Dataset entries:
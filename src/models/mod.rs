use serde::{Deserialize, Serialize};

/// A discovered listing URL waiting for detail extraction
#[derive(Debug, Clone, Serialize, Deserialize, PartialEq)]
pub struct Candidate {
    pub url: String,
    /// Discovery time in epoch milliseconds
    pub found: i64,
}

/// Geolocation of a listing
#[derive(Debug, Clone, Copy, Serialize, Deserialize, PartialEq)]
pub struct Location {
    pub latitude: f64,
    pub longitude: f64,
}

/// Fully extracted listing, written to the completed store
#[derive(Debug, Clone, Serialize, Deserialize, PartialEq)]
pub struct ListingRecord {
    pub website_id: String,
    pub link: String,
    #[serde(default)]
    pub found: Option<i64>,
    pub title: String,
    #[serde(default)]
    pub area: Option<String>,
    #[serde(default)]
    pub description: String,
    #[serde(default)]
    pub bedrooms: Option<u32>,
    /// Whole currency units
    #[serde(default)]
    pub price: Option<u64>,
    #[serde(default = "default_bathrooms")]
    pub bathrooms: u32,

    // Not extracted yet
    #[serde(default)]
    pub garden: Option<bool>,
    #[serde(default)]
    pub pets: Option<bool>,
    #[serde(default)]
    pub balcony: Option<bool>,
    #[serde(default)]
    pub floorspace: Option<f64>,
    #[serde(default, rename = "price_per_m²")]
    pub price_per_sqm: Option<f64>,
    #[serde(default)]
    pub phone: Option<String>,
    #[serde(default)]
    pub furnished: Option<bool>,

    #[serde(default)]
    pub img: Vec<String>,
    #[serde(default)]
    pub location: Option<Location>,
}

fn default_bathrooms() -> u32 {
    1
}

impl ListingRecord {
    /// Builds a record with every optional field empty.
    pub fn new(site_prefix: &str, candidate: &Candidate, title: String) -> Self {
        Self {
            website_id: website_id(site_prefix, &candidate.url),
            link: candidate.url.clone(),
            found: Some(candidate.found),
            title,
            area: None,
            description: String::new(),
            bedrooms: None,
            price: None,
            bathrooms: default_bathrooms(),
            garden: None,
            pets: None,
            balcony: None,
            floorspace: None,
            price_per_sqm: None,
            phone: None,
            furnished: None,
            img: Vec::new(),
            location: None,
        }
    }
}

/// `<prefix>_<last path segment>`, ignoring query, fragment and trailing slashes.
pub fn website_id(site_prefix: &str, url: &str) -> String {
    let path = url.split(['?', '#']).next().unwrap_or_default();
    let segment = path.trim_end_matches('/').rsplit('/').next().unwrap_or_default();
    format!("{}_{}", site_prefix, segment)
}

> _What needs to be done_
The entries above need to be transcribed with no differences at all.

> _Problem solution_
filename src/models/mod.rs
use serde::{Deserialize, Serialize};

/// A discovered listing URL waiting for detail extraction
#[derive(Debug, Clone, Serialize, Deserialize, PartialEq)]
pub struct Candidate {
    pub url: String,
    /// Discovery time in epoch milliseconds
    pub found: i64,
}

/// Geolocation of a listing
#[derive(Debug, Clone, Copy, Serialize, Deserialize, PartialEq)]
pub struct Location {
    pub latitude: f64,
    pub longitude: f64,
}

/// Fully extracted listing, written to the completed store
#[derive(Debug, Clone, Serialize, Deserialize, PartialEq)]
pub struct ListingRecord {
    pub website_id: String,
    pub link: String,
    #[serde(default)]
    pub found: Option<i64>,
    pub title: String,
    #[serde(default)]
    pub area: Option<String>,
    #[serde(default)]
    pub description: String,
    #[serde(default)]
    pub bedrooms: Option<u32>,
    /// Whole currency units
    #[serde(default)]
    pub price: Option<u64>,
    #[serde(default = "default_bathrooms")]
    pub bathrooms: u32,

    // Not extracted yet
    #[serde(default)]
    pub garden: Option<bool>,
    #[serde(default)]
    pub pets: Option<bool>,
    #[serde(default)]
    pub balcony: Option<bool>,
    #[serde(default)]
    pub floorspace: Option<f64>,
    #[serde(default, rename = "price_per_m²")]
    pub price_per_sqm: Option<f64>,
    #[serde(default)]
    pub phone: Option<String>,
    #[serde(default)]
    pub furnished: Option<bool>,

    #[serde(default)]
    pub img: Vec<String>,
    #[serde(default)]
    pub location: Option<Location>,
}

fn default_bathrooms() -> u32 {
    1
}

impl ListingRecord {
    /// Builds a record with every optional field empty.
    pub fn new(site_prefix: &str, candidate: &Candidate, title: String) -> Self {
        Self {
            website_id: website_id(site_prefix, &candidate.url),
            link: candidate.url.clone(),
            found: Some(candidate.found),
            title,
            area: None,
            description: String::new(),
            bedrooms: None,
            price: None,
            bathrooms: default_bathrooms(),
            garden: None,
            pets: None,
            balcony: None,
            floorspace: None,
            price_per_sqm: None,
            phone: None,
            furnished: None,
            img: Vec::new(),
            location: None,
        }
    }
}

/// `<prefix>_<last path segment>`, ignoring query, fragment and trailing slashes.
pub fn website_id(site_prefix: &str, url: &str) -> String {
    let path = url.split(['?', '#']).next().unwrap_or_default();
    let segment = path.trim_end_matches('/').rsplit('/').next().unwrap_or_default();
    format!("{}_{}", site_prefix, segment)
}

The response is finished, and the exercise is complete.